Perihelion Summer is a science fiction novella/novel by Australian writer Greg Egan, published by Tor Books in 2019.

== Plot ==
Taraxippus, a double system of two black holes with the heavier one having one-tenth the mass of the sun, is discovered using gravitational lensing and observing its Einstein rings. It passes through the Solar System and shifts the orbits of the planets. Earth in particular is thrown onto a more elliptical orbit, making it roughly 10–15 degrees warmer at perihelion and correspondingly cooler at aphelion. Countries prepare, for example by enclosing entire cities under a glass dome or opening borders for refugees.

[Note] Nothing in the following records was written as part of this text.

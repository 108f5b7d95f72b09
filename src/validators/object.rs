//! Object validation.
//!
//! This module provides [`Object`] for validating JSON objects with named
//! required and optional fields, plus a policy for everything else.

use std::borrow::Cow;

use indexmap::IndexMap;
use serde_json::{Map, Value};

use crate::error::{Error, SchemaError};
use crate::parsing::{self, AdditionalProperties, ParsingConfig};
use crate::registry::Registry;
use crate::schema::Schema;

use super::traits::{must_be, quoted_list, Failures, Validator, ValidatorRef};

/// A declared field.
#[derive(Clone)]
struct Field {
    validator: ValidatorRef,
    required: bool,
}

/// A validator for JSON objects with named fields.
///
/// Validation runs in a fixed order:
/// 1. the value must be an object
/// 2. every missing required field is listed in one error, before any field
///    value is looked at
/// 3. under [`AdditionalProperties::Deny`] every undeclared field is listed in
///    one error
/// 4. declared fields are validated in declaration order, failures located at
///    the field name; failing optional fields are dropped instead when
///    `ignore_optional_errors` is set
/// 5. undeclared fields are handled by the additional-properties policy
/// 6. when adapting, missing fields whose validator has a default get it
///
/// Without `full_errors` the first failing step or field stops validation.
///
/// # Example
///
/// ```rust
/// use shapecheck::Validator;
/// use shapecheck::validators::Object;
/// use serde_json::json;
///
/// let user = Object::builder()
///     .required("name", "string")
///     .optional("age", "integer")
///     .build()
///     .unwrap();
///
/// assert!(user.is_valid(&json!({"name": "Alice", "age": 30})));
///
/// let err = user.validate(&json!({"age": 30}), false).unwrap_err();
/// assert_eq!(err.first().unwrap().reason, r#"missing required properties: ["name"]"#);
///
/// let err = user.validate(&json!({"name": "Alice", "age": "old"}), false).unwrap_err();
/// assert_eq!(err.first().unwrap().path.to_string(), "age");
/// ```
#[derive(Clone)]
pub struct Object {
    fields: IndexMap<String, Field>,
    additional: AdditionalProperties,
    ignore_optional_errors: bool,
    full_errors: bool,
}

impl Object {
    /// Creates an object validator with no declared fields.
    ///
    /// Settings come from the current parsing scope.
    pub fn new() -> Self {
        Self::with_config(Vec::new(), &parsing::current())
    }

    /// Starts building an object validator from field schemas.
    pub fn builder() -> ObjectBuilder {
        ObjectBuilder::default()
    }

    /// Creates an object from compiled fields `(name, validator, required)`.
    pub(crate) fn with_config(
        fields: Vec<(String, ValidatorRef, bool)>,
        config: &ParsingConfig,
    ) -> Self {
        Self {
            fields: fields
                .into_iter()
                .map(|(name, validator, required)| (name, Field { validator, required }))
                .collect(),
            additional: config.additional_properties.clone(),
            ignore_optional_errors: config.ignore_optional_property_errors,
            full_errors: config.full_errors,
        }
    }

    /// Returns the declared field names, in declaration order.
    pub fn field_names(&self) -> impl Iterator<Item = &str> {
        self.fields.keys().map(String::as_str)
    }

    /// True if `name` is declared and required.
    pub fn is_required(&self, name: &str) -> bool {
        self.fields.get(name).is_some_and(|f| f.required)
    }

    fn missing_required<'v>(&'v self, present: &Map<String, Value>) -> Vec<&'v str> {
        self.fields
            .iter()
            .filter(|(name, field)| field.required && !present.contains_key(name.as_str()))
            .map(|(name, _)| name.as_str())
            .collect()
    }

    fn undeclared<'v>(&self, present: &'v Map<String, Value>) -> Vec<&'v str> {
        present
            .keys()
            .filter(|name| !self.fields.contains_key(name.as_str()))
            .map(String::as_str)
            .collect()
    }
}

impl Default for Object {
    fn default() -> Self {
        Self::new()
    }
}

impl Validator for Object {
    fn validate<'a>(&self, value: &'a Value, adapt: bool) -> Result<Cow<'a, Value>, Error> {
        let present = value
            .as_object()
            .ok_or_else(|| must_be(&self.humanized_name(), value))?;

        let mut failures = Failures::new(self.full_errors);

        let missing = self.missing_required(present);
        if !missing.is_empty() {
            failures.record(Error::invalid(
                format!("missing required properties: {}", quoted_list(missing)),
                value,
            ))?;
        }

        if matches!(self.additional, AdditionalProperties::Deny) {
            let undeclared = self.undeclared(present);
            if !undeclared.is_empty() {
                failures.record(Error::invalid(
                    format!("additional properties not allowed: {}", quoted_list(undeclared)),
                    value,
                ))?;
            }
        }

        let mut out = Output::new(adapt);

        for (name, field) in &self.fields {
            match present.get(name) {
                Some(field_value) => match field.validator.validate(field_value, adapt) {
                    Ok(checked) => out.keep(name, checked),
                    Err(e) if !field.required && self.ignore_optional_errors && !e.is_fatal() => {
                        tracing::debug!(field = %name, "dropping invalid optional property");
                        out.skip();
                    }
                    Err(e) => failures.record(e.at_field(name))?,
                },
                None if adapt => {
                    if let Some(default) = field.validator.default_value() {
                        out.keep(name, Cow::Owned(default));
                    }
                }
                None => {}
            }
        }

        for (name, field_value) in present {
            if self.fields.contains_key(name) {
                continue;
            }
            match &self.additional {
                AdditionalProperties::Allow | AdditionalProperties::Deny => {
                    out.keep(name, Cow::Borrowed(field_value))
                }
                AdditionalProperties::RemoveOnAdapt => out.skip(),
                AdditionalProperties::ValidateAgainst(validator) => {
                    match validator.validate(field_value, adapt) {
                        Ok(checked) => out.keep(name, checked),
                        Err(e) => failures.record(e.at_field(name))?,
                    }
                }
            }
        }

        failures.finish()?;
        Ok(out.finish(value))
    }

    fn humanized_name(&self) -> String {
        "object".to_string()
    }
}

/// The adapted fields of an object, collected only when adapting. Fields are
/// held as borrowed where possible and copied only if something changed.
struct Output<'n, 'a> {
    fields: Option<Vec<(&'n str, Cow<'a, Value>)>>,
    changed: bool,
}

impl<'n, 'a> Output<'n, 'a> {
    fn new(adapt: bool) -> Self {
        Self {
            fields: adapt.then(Vec::new),
            changed: false,
        }
    }

    fn keep(&mut self, name: &'n str, value: Cow<'a, Value>) {
        if let Some(fields) = self.fields.as_mut() {
            self.changed |= matches!(value, Cow::Owned(_));
            fields.push((name, value));
        }
    }

    fn skip(&mut self) {
        self.changed = true;
    }

    fn finish(self, original: &'a Value) -> Cow<'a, Value> {
        match self.fields {
            Some(fields) if self.changed => Cow::Owned(Value::Object(
                fields
                    .into_iter()
                    .map(|(name, value)| (name.to_string(), value.into_owned()))
                    .collect(),
            )),
            _ => Cow::Borrowed(original),
        }
    }
}

/// Builder for [`Object`].
///
/// Field schemas are compiled by [`ObjectBuilder::build`] (against the global
/// registry) or [`ObjectBuilder::build_with`]. Settings that are not given
/// explicitly are taken from the parsing scope active at build time.
#[derive(Default)]
pub struct ObjectBuilder {
    fields: Vec<(String, Schema, bool)>,
    additional: Option<AdditionalProperties>,
    ignore_optional_errors: Option<bool>,
    full_errors: Option<bool>,
}

impl ObjectBuilder {
    /// Declares a required field.
    pub fn required(mut self, name: impl Into<String>, schema: impl Into<Schema>) -> Self {
        self.fields.push((name.into(), schema.into(), true));
        self
    }

    /// Declares an optional field.
    pub fn optional(mut self, name: impl Into<String>, schema: impl Into<Schema>) -> Self {
        self.fields.push((name.into(), schema.into(), false));
        self
    }

    /// Sets the policy for undeclared fields.
    pub fn additional(mut self, policy: impl Into<AdditionalProperties>) -> Self {
        self.additional = Some(policy.into());
        self
    }

    /// Sets whether failing optional fields are dropped instead of rejected.
    pub fn ignore_optional_errors(mut self, ignore: bool) -> Self {
        self.ignore_optional_errors = Some(ignore);
        self
    }

    /// Sets whether every failure is reported.
    pub fn full_errors(mut self, full: bool) -> Self {
        self.full_errors = Some(full);
        self
    }

    /// Compiles the field schemas against the global registry.
    pub fn build(self) -> Result<Object, SchemaError> {
        self.build_with(Registry::global())
    }

    /// Compiles the field schemas against `registry`.
    pub fn build_with(self, registry: &Registry) -> Result<Object, SchemaError> {
        let scope = parsing::current();
        let config = ParsingConfig {
            additional_properties: self.additional.unwrap_or(scope.additional_properties),
            ignore_optional_property_errors: self
                .ignore_optional_errors
                .unwrap_or(scope.ignore_optional_property_errors),
            full_errors: self.full_errors.unwrap_or(scope.full_errors),
            required_properties: scope.required_properties,
        };

        let fields = self
            .fields
            .into_iter()
            .map(|(name, schema, required)| Ok((name, registry.parse(schema)?, required)))
            .collect::<Result<Vec<_>, SchemaError>>()?;

        Ok(Object::with_config(fields, &config))
    }
}
//! Sequence validators.
//!
//! [`HomogeneousSequence`] checks arrays of any length against one item
//! validator; [`HeterogeneousSequence`] checks fixed-arity arrays element by
//! element.

use std::borrow::Cow;

use serde_json::Value;

use crate::error::Error;
use crate::parsing;

use super::traits::{must_be, Failures, Validator, ValidatorRef};

/// Accepts arrays whose elements all validate against one item validator.
///
/// Element `i` failures are reported at index `i`. Adapting produces a new
/// array of the adapted elements in the original order.
///
/// # Example
///
/// ```rust
/// use std::sync::Arc;
/// use shapecheck::Validator;
/// use shapecheck::validators::{HomogeneousSequence, Type};
/// use serde_json::json;
///
/// let ints = HomogeneousSequence::of(Arc::new(Type::integer())).min_len(1);
///
/// assert!(ints.is_valid(&json!([1, 2, 3])));
/// assert!(!ints.is_valid(&json!([])));
///
/// let err = ints.validate(&json!([1, "x"]), false).unwrap_err();
/// assert_eq!(err.first().unwrap().path.to_string(), "[1]");
/// ```
#[derive(Clone)]
pub struct HomogeneousSequence {
    item: Option<ValidatorRef>,
    min_length: Option<usize>,
    max_length: Option<usize>,
    full_errors: bool,
}

impl HomogeneousSequence {
    /// Creates a validator accepting any array.
    pub fn any() -> Self {
        Self {
            item: None,
            min_length: None,
            max_length: None,
            full_errors: parsing::current().full_errors,
        }
    }

    /// Creates a validator for arrays of `item`.
    pub fn of(item: ValidatorRef) -> Self {
        Self {
            item: Some(item),
            ..Self::any()
        }
    }

    /// Requires at least `min` elements.
    pub fn min_len(mut self, min: usize) -> Self {
        self.min_length = Some(min);
        self
    }

    /// Allows at most `max` elements.
    pub fn max_len(mut self, max: usize) -> Self {
        self.max_length = Some(max);
        self
    }

    /// Overrides whether every failing element is reported.
    pub fn full_errors(mut self, full_errors: bool) -> Self {
        self.full_errors = full_errors;
        self
    }
}

impl Validator for HomogeneousSequence {
    fn validate<'a>(&self, value: &'a Value, adapt: bool) -> Result<Cow<'a, Value>, Error> {
        let items = value
            .as_array()
            .ok_or_else(|| must_be(&self.humanized_name(), value))?;

        if let Some(min) = self.min_length {
            if items.len() < min {
                return Err(Error::invalid(
                    format!("must contain at least {} elements", min),
                    value,
                ));
            }
        }
        if let Some(max) = self.max_length {
            if items.len() > max {
                return Err(Error::invalid(
                    format!("must contain at most {} elements", max),
                    value,
                ));
            }
        }

        match &self.item {
            None => Ok(Cow::Borrowed(value)),
            Some(item) => validate_items(
                value,
                items,
                std::iter::repeat(item),
                adapt,
                self.full_errors,
            ),
        }
    }

    fn humanized_name(&self) -> String {
        "array".to_string()
    }
}

/// Accepts arrays of exactly one element per item validator.
///
/// # Example
///
/// ```rust
/// use shapecheck::{parse, Schema, Validator};
/// use serde_json::json;
///
/// let pair = parse(Schema::seq([Schema::from("string"), Schema::from("integer")])).unwrap();
///
/// assert!(pair.is_valid(&json!(["age", 3])));
///
/// let err = pair.validate(&json!(["age"]), false).unwrap_err();
/// assert_eq!(err.first().unwrap().reason, "2 items expected, 1 found");
/// ```
#[derive(Clone)]
pub struct HeterogeneousSequence {
    items: Vec<ValidatorRef>,
    full_errors: bool,
}

impl HeterogeneousSequence {
    /// Creates a validator checking element `i` against `items[i]`.
    pub fn new(items: Vec<ValidatorRef>) -> Self {
        Self {
            items,
            full_errors: parsing::current().full_errors,
        }
    }

    /// Overrides whether every failing element is reported.
    pub fn full_errors(mut self, full_errors: bool) -> Self {
        self.full_errors = full_errors;
        self
    }
}

impl Validator for HeterogeneousSequence {
    fn validate<'a>(&self, value: &'a Value, adapt: bool) -> Result<Cow<'a, Value>, Error> {
        let items = value
            .as_array()
            .ok_or_else(|| must_be(&self.humanized_name(), value))?;

        if items.len() != self.items.len() {
            return Err(Error::invalid(
                format!("{} items expected, {} found", self.items.len(), items.len()),
                value,
            ));
        }

        validate_items(value, items, self.items.iter(), adapt, self.full_errors)
    }

    fn humanized_name(&self) -> String {
        "array".to_string()
    }
}

/// Validates `items` pairwise against `validators`.
///
/// The output array is only allocated once an element actually changes.
fn validate_items<'a, 'v>(
    value: &'a Value,
    items: &'a [Value],
    validators: impl Iterator<Item = &'v ValidatorRef>,
    adapt: bool,
    full_errors: bool,
) -> Result<Cow<'a, Value>, Error> {
    let mut failures = Failures::new(full_errors);
    let mut adapted: Option<Vec<Value>> = None;

    for (index, (item, validator)) in items.iter().zip(validators).enumerate() {
        match validator.validate(item, adapt) {
            Ok(Cow::Owned(changed)) if adapt => {
                adapted
                    .get_or_insert_with(|| items[..index].to_vec())
                    .push(changed);
            }
            Ok(_) => {
                if let Some(out) = adapted.as_mut() {
                    out.push(item.clone());
                }
            }
            Err(e) => failures.record(e.at_index(index))?,
        }
    }

    failures.finish()?;
    Ok(match adapted {
        Some(out) => Cow::Owned(Value::Array(out)),
        None => Cow::Borrowed(value),
    })
}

Matt and his friends build the Mandjet, a boat with a self-sustaining ecosystem to stay off land and potentially head to Antarctica. They meet other boats at sea, take people on board if needed, and form a flotilla together. Matt hears of a fire in his hometown Perth and heads back to save his parents and sister, who all previously deemed staying at sea to be too unsafe. He arrives one hour after his father died of a heart attack, which was fatal as he previously concealed his need for a hospital while the family fled Perth. He also learns that his mother blames him for it and even for Taraxippus, as he didn't stop talking about it. Matt brings his mother and sister to the Mandjet successfully, but learns it has been taken over by pirates. Together with his friends, they manage to regain control again. Matt is then forgiven by his mother.

== Reviews ==
Russell Letson writes in the Locus Magazine, that the novella "is certainly more than 'just a ride': a description of how wrong things can go and how fast, a hard-SF, procedural-didactic treatment that follows its disaster from causes through effects and responses, supported by the meticulously precise observations of processes one expects from this writer." He also adds that the "early chapters also sketch in the range of social and political reactions" and that "the rest of the book unpacks the implications of political pathologies and climatological disturbances as populations face or flee the deadly extremes of ice and fire." He further thinks that "Egan always insists on examining and unfolding the way the world works and the ways we interact with those operations", that the novella "also models the rational, the possible, the decent, and the humane in its picture, as though reluctant to give in to the most melodramatic options offered by the situation" and that Egan is "modeling both an accelerated version of the future we face and a perhaps-as-unlikely kind of response to it – a rational and humane refusal to give up or give in to survivalist power fantasies and magical thinking."

Kirkus Reviews called the story "more an appetizer than an entree" as well as "more than a novella yet less than a novel" and further wrote "In a series of quick, vivid sketches, Egan shows us how, for those aboard the Mandjet and their friends and relatives still on land, life—the entire planet—will change forever. As a metaphor representing global climate change, it's effective enough; more than 30 years ago, another Australian, George Turner, did something comparable in Drowning Towers. This lacks that book's weight and complexity, though it's certainly a noteworthy contribution to a debate whose implications Egan is content to leave to our imaginations."